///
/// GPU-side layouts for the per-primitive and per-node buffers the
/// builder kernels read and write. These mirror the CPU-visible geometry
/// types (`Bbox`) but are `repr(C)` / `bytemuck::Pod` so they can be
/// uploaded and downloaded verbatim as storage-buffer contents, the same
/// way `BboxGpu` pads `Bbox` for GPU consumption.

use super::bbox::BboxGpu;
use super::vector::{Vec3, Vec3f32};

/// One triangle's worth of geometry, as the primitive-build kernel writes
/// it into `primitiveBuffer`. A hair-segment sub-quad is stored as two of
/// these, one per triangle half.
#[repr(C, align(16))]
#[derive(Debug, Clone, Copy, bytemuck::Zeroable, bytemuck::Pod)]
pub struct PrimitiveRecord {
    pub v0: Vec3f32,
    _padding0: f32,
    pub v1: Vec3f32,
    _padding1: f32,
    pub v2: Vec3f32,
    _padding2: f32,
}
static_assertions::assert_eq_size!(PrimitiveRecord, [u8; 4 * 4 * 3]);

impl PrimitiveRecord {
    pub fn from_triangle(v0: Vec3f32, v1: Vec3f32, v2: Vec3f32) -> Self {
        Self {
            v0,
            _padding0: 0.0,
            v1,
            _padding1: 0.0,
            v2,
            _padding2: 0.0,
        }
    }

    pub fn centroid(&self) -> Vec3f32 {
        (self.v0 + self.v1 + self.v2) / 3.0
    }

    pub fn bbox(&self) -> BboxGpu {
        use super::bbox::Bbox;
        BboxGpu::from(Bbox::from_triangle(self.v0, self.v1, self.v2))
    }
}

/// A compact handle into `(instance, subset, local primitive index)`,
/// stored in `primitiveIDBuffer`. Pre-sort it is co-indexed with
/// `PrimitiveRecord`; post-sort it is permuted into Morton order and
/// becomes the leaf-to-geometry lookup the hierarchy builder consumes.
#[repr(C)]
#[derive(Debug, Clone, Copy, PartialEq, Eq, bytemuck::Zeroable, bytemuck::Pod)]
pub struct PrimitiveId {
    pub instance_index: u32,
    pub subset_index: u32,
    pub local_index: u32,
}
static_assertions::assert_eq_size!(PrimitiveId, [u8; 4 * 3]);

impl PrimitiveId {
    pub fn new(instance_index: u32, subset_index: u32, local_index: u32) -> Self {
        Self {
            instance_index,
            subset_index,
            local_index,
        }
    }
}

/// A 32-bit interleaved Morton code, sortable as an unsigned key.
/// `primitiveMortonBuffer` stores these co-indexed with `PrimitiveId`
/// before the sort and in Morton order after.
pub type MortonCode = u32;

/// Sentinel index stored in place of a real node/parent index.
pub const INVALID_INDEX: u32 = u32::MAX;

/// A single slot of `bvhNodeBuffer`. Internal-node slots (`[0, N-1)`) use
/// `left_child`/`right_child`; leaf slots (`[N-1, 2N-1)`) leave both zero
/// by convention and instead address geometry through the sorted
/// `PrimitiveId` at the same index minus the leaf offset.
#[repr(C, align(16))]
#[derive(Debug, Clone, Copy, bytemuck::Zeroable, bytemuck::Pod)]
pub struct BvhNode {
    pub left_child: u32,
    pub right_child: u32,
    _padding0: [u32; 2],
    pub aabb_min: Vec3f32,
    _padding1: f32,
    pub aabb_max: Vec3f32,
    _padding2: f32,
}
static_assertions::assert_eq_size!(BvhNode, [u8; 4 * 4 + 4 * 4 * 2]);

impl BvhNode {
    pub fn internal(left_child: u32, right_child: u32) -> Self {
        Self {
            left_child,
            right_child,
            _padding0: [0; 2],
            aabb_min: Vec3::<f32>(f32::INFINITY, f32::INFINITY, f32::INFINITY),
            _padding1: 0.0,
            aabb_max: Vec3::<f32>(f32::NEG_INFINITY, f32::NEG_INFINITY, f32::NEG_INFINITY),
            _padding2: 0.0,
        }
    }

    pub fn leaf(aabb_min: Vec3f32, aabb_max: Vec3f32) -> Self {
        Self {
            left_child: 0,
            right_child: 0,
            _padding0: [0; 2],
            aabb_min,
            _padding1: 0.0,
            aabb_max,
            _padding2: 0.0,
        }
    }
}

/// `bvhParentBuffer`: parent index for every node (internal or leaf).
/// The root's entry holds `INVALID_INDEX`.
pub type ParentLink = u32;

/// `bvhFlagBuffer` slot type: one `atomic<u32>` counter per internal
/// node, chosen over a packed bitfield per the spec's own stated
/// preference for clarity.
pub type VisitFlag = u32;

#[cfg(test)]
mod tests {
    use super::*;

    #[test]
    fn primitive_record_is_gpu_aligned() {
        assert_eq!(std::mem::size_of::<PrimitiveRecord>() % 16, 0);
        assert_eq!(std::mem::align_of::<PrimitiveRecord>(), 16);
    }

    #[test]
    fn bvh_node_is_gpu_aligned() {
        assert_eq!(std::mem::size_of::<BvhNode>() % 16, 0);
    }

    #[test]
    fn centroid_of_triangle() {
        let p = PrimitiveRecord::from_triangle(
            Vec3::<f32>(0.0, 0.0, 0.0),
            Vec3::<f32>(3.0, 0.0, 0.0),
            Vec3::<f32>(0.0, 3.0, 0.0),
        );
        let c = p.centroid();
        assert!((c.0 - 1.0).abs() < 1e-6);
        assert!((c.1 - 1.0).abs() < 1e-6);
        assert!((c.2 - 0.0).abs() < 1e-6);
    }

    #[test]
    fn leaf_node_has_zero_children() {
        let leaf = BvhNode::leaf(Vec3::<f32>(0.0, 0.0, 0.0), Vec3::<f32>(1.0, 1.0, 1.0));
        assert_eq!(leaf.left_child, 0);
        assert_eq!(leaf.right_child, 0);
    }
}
...
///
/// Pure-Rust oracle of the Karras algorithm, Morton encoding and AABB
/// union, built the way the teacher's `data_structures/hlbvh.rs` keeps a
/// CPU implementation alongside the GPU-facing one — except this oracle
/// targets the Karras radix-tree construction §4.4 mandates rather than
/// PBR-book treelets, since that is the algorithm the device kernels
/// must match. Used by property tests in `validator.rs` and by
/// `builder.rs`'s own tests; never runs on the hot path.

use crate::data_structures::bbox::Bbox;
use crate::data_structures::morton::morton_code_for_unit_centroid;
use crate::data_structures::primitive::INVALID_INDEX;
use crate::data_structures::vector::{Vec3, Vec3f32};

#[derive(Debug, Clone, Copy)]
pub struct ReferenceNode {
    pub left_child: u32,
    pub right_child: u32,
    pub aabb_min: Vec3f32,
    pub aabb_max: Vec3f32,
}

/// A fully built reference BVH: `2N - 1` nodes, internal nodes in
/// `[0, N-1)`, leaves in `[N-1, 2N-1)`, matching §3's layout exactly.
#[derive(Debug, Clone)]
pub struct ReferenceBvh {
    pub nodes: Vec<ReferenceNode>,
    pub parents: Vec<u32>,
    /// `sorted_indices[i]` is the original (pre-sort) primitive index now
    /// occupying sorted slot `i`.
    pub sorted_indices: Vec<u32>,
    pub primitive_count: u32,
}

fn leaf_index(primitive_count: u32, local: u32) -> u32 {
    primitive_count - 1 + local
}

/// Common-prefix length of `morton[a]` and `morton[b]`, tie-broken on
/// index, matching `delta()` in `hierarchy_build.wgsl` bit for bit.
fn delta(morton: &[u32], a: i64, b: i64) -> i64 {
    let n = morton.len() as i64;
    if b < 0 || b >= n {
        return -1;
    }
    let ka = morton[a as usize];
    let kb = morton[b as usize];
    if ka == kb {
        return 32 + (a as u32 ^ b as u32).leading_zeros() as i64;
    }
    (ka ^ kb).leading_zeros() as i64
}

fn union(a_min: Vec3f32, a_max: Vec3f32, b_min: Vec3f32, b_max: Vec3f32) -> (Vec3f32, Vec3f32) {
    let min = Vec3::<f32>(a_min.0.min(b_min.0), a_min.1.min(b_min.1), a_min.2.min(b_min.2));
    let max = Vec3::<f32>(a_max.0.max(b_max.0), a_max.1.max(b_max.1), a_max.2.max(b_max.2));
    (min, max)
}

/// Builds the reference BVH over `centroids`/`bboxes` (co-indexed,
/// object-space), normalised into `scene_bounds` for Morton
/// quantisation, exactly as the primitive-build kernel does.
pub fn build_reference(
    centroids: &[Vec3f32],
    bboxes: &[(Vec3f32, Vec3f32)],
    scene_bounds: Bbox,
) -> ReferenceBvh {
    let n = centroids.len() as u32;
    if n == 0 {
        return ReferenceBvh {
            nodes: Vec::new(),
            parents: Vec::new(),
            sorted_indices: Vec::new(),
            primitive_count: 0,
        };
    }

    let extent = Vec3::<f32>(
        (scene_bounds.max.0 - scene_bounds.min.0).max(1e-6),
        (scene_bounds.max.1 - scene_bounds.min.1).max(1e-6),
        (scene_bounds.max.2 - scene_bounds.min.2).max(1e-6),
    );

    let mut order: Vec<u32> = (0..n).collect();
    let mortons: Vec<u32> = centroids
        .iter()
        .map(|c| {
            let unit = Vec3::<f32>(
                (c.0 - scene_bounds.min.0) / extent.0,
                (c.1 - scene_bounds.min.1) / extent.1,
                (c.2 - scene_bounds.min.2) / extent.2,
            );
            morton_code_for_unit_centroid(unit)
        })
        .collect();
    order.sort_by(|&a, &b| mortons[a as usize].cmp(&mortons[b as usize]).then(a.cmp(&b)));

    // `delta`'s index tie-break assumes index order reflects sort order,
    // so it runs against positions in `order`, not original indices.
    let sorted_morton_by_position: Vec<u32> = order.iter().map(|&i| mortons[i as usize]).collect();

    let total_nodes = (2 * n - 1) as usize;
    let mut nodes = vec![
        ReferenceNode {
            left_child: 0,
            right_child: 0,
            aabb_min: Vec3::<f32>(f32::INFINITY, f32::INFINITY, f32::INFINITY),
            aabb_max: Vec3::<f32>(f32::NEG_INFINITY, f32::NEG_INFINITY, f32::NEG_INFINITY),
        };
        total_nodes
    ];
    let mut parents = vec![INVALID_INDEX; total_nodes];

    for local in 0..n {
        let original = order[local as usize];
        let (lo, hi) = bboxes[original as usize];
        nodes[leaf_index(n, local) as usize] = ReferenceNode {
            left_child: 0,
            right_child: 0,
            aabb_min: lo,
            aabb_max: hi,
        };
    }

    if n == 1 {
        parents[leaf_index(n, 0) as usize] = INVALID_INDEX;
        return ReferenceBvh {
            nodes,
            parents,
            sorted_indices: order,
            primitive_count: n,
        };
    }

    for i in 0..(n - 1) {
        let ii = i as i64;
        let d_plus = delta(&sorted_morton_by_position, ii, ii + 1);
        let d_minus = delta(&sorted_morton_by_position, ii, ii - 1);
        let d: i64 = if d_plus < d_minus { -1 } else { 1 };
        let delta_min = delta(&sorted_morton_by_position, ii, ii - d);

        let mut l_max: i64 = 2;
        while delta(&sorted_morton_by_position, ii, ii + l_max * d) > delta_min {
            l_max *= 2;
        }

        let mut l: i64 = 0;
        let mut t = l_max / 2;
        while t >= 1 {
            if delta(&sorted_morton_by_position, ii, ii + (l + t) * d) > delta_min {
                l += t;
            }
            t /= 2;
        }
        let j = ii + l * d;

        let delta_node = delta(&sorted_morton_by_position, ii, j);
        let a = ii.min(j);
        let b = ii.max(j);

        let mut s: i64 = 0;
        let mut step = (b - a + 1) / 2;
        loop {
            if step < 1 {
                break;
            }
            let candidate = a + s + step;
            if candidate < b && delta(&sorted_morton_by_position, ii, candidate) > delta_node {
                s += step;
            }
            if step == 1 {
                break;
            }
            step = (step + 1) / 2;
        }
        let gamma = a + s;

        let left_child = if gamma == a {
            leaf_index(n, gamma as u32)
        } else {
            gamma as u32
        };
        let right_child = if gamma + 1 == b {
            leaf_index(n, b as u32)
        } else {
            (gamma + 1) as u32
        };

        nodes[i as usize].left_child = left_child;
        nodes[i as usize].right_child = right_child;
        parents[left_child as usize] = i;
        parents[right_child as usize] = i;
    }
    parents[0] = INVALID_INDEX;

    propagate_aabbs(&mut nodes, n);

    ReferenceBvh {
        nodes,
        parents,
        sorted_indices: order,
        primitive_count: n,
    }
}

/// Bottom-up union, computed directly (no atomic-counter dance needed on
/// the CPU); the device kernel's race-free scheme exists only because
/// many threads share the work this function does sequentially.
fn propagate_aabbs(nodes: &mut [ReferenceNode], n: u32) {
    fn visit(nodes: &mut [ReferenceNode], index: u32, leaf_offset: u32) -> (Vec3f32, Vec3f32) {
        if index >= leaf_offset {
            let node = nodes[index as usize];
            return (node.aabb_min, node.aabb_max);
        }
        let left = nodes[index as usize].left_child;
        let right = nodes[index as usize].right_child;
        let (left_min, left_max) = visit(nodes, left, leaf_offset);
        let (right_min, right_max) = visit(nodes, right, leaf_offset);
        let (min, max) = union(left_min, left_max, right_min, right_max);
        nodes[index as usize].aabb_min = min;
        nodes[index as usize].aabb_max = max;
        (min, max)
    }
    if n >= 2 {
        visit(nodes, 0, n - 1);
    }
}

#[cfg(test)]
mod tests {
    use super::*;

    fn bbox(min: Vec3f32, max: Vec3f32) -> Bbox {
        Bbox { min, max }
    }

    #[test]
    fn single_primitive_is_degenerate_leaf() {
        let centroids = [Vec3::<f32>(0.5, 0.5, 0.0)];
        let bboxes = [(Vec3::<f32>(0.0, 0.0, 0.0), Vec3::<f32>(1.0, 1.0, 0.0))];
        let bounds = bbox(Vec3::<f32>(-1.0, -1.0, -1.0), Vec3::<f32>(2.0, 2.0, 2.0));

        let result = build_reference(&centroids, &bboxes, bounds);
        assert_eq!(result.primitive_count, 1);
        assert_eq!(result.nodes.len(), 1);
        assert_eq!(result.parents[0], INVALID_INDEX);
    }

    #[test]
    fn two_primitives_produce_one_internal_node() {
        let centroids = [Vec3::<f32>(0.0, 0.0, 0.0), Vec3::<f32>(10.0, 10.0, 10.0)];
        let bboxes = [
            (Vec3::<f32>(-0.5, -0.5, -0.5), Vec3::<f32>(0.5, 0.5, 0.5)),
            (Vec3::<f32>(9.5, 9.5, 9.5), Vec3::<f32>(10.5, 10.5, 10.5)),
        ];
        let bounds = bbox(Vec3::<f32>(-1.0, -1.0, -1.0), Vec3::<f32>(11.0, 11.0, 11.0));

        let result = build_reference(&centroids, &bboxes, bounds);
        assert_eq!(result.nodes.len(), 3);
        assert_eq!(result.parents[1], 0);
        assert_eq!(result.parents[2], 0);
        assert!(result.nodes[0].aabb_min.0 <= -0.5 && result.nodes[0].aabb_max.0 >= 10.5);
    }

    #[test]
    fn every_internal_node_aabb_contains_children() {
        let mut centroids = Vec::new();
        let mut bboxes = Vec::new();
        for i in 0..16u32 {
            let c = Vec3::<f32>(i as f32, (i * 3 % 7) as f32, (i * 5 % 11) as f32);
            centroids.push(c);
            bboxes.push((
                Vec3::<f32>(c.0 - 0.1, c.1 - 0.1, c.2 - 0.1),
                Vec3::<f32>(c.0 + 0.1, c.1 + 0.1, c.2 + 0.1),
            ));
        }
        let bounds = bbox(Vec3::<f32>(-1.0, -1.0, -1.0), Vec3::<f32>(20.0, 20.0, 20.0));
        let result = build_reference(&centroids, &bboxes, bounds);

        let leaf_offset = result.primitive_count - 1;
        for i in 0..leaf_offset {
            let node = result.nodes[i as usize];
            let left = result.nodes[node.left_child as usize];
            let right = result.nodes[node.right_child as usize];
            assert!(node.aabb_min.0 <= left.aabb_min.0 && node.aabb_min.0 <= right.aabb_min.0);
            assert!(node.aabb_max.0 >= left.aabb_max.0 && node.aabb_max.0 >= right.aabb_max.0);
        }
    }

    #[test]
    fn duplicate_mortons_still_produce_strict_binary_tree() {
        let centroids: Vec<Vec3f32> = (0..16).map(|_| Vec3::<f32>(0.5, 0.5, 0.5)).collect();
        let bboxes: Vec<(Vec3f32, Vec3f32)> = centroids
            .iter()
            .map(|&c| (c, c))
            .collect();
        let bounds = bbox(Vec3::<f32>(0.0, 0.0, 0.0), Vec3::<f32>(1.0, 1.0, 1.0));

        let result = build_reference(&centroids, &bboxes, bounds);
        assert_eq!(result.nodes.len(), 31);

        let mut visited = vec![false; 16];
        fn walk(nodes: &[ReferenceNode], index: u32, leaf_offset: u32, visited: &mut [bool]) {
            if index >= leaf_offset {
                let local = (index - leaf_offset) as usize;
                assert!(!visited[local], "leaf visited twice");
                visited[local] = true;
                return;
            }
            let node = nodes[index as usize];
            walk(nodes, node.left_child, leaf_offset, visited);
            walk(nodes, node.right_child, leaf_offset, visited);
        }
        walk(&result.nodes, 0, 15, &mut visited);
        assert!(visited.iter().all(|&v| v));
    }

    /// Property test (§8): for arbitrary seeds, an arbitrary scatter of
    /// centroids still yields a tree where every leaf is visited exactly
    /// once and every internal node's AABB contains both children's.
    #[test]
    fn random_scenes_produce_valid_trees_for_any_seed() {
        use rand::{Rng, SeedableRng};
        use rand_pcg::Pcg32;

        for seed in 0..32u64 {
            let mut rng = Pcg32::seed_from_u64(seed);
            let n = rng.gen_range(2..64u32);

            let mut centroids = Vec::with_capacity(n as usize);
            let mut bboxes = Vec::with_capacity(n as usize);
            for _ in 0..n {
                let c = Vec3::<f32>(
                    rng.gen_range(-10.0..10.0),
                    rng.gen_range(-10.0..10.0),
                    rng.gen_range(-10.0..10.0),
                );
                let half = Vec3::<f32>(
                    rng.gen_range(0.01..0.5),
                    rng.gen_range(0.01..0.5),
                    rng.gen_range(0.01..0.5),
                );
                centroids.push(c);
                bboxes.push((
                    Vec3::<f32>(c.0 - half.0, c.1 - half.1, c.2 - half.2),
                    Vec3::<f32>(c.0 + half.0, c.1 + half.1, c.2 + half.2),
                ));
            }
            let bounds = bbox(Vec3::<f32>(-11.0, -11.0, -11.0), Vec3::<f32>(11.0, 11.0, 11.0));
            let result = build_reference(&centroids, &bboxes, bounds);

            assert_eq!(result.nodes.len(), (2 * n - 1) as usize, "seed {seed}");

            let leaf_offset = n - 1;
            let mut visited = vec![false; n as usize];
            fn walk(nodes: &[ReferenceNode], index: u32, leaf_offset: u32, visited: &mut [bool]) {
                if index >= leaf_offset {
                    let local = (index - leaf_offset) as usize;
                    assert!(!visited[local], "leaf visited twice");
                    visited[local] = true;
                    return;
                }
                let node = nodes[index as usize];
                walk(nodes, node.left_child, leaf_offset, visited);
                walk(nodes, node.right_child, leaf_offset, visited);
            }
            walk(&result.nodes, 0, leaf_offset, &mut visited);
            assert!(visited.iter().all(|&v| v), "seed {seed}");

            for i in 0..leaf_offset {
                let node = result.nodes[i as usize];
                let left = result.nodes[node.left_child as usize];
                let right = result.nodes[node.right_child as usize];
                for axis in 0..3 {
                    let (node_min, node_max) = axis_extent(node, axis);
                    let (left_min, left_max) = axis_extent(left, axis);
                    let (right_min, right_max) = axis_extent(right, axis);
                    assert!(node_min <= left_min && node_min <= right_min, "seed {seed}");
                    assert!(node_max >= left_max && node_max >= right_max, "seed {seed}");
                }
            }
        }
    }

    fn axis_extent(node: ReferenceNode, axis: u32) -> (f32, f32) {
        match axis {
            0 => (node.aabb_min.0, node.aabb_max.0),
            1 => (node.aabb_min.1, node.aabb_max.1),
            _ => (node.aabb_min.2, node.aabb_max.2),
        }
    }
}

- _EXERCISE GOAL_
What is the number of lines in the data that include "BboxGpu"? Answer with that number alone.

- _WRITTEN SOLUTION_
4